— Data records —

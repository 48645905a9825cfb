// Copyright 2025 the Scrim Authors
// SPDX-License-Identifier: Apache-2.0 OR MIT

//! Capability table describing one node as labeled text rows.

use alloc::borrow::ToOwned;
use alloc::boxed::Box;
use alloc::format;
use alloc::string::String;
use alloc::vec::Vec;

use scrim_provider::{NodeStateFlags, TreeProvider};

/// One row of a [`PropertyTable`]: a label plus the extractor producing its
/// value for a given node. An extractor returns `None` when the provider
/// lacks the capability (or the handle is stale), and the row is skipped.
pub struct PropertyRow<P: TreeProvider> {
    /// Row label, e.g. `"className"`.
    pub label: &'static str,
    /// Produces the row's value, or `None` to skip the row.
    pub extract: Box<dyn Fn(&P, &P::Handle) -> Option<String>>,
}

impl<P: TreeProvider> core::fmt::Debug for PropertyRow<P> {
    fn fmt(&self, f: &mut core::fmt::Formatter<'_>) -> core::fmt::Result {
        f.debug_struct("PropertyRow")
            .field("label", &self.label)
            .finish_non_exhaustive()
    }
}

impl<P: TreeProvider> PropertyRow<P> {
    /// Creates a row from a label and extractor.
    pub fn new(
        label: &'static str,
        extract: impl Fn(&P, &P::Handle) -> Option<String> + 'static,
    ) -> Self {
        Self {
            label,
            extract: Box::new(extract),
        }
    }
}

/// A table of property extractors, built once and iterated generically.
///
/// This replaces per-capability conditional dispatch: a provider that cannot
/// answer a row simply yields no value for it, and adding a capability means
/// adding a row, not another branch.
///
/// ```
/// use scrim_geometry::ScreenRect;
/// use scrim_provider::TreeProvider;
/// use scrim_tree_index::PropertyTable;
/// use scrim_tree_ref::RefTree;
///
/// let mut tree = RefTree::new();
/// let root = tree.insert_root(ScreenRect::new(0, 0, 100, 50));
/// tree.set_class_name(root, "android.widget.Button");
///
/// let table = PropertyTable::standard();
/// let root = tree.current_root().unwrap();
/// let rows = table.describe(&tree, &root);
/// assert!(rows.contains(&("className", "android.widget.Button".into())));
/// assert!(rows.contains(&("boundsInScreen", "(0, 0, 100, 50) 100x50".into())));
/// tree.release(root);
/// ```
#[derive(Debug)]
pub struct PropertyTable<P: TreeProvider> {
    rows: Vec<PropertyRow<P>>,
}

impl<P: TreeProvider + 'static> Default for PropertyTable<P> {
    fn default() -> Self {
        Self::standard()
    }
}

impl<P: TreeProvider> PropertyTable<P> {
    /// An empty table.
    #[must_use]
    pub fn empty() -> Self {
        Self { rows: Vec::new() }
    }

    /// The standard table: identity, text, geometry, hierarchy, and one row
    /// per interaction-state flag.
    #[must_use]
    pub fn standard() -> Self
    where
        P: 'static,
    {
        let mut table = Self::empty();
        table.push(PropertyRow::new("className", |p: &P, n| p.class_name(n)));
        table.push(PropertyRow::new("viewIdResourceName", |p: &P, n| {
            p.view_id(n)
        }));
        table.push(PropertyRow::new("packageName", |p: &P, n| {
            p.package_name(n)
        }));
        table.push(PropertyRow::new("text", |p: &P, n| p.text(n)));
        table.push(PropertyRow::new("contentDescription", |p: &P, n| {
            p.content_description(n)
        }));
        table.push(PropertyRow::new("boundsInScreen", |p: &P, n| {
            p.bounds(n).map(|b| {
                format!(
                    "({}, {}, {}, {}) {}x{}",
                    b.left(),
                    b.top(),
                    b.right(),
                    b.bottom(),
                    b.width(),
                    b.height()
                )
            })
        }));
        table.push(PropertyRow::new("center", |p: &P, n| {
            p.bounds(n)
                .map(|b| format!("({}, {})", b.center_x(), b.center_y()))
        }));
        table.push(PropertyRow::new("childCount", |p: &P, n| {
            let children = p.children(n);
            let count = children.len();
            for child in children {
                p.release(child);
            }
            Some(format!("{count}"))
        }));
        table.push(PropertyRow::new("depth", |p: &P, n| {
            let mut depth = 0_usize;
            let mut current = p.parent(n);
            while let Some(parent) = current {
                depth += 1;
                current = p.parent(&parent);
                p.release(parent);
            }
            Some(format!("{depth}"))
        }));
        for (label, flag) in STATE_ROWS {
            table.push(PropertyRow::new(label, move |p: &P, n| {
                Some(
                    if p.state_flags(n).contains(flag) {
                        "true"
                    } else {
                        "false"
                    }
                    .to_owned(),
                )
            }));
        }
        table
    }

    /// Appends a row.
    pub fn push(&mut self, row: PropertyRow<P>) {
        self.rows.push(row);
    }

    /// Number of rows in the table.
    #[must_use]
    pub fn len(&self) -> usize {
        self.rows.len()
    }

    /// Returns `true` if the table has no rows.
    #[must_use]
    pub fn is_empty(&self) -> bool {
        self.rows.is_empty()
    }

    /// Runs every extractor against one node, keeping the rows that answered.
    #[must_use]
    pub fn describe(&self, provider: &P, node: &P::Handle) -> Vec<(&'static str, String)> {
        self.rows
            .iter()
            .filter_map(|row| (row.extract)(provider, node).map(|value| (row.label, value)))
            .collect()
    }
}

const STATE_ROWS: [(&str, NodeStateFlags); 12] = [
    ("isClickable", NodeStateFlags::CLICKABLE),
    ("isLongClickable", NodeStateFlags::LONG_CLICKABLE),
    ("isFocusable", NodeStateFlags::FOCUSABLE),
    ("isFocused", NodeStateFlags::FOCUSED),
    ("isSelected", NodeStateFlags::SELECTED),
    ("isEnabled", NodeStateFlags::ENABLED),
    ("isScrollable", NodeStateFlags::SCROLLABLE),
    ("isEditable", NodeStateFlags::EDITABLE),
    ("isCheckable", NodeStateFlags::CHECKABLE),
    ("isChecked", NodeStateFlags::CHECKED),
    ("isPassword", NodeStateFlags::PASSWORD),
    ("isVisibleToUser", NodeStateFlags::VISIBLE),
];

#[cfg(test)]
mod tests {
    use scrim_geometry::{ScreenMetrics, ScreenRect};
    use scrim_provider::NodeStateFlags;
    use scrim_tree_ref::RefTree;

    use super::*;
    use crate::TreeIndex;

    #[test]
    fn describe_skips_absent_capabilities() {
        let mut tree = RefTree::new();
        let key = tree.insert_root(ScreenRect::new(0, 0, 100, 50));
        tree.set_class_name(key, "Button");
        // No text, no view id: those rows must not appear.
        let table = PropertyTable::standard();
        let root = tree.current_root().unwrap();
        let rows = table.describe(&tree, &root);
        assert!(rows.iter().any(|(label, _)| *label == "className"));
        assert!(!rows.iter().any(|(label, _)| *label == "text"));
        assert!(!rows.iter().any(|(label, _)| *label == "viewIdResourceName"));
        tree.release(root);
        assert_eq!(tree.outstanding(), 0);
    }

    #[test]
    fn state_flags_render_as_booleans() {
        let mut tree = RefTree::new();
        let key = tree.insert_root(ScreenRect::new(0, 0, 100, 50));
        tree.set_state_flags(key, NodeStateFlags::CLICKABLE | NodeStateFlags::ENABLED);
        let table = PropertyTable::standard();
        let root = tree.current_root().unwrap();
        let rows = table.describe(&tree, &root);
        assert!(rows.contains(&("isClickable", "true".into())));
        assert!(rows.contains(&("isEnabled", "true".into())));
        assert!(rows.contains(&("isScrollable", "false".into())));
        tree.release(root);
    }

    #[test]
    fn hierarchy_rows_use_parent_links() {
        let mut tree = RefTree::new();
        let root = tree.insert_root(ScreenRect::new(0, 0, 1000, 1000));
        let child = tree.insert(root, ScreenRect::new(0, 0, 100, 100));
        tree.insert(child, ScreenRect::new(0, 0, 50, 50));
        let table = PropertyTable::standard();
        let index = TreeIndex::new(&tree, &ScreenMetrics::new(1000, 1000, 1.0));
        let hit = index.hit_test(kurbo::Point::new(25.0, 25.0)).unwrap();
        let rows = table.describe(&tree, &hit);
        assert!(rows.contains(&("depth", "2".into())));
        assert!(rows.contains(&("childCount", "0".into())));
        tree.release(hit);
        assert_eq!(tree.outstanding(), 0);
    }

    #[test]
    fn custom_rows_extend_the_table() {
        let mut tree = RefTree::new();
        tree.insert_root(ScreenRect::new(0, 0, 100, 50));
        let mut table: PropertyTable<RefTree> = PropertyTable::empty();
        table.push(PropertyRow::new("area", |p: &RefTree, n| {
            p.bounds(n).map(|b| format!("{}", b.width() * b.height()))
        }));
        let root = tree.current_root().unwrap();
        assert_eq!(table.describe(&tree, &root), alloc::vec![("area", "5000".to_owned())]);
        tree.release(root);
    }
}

— What you need to do —
Out of the records above, pull the lines that include the word "isScrollable".

— Worked solution —
    ("isScrollable", NodeStateFlags::SCROLLABLE),
        assert!(rows.contains(&("isScrollable", "false".into())));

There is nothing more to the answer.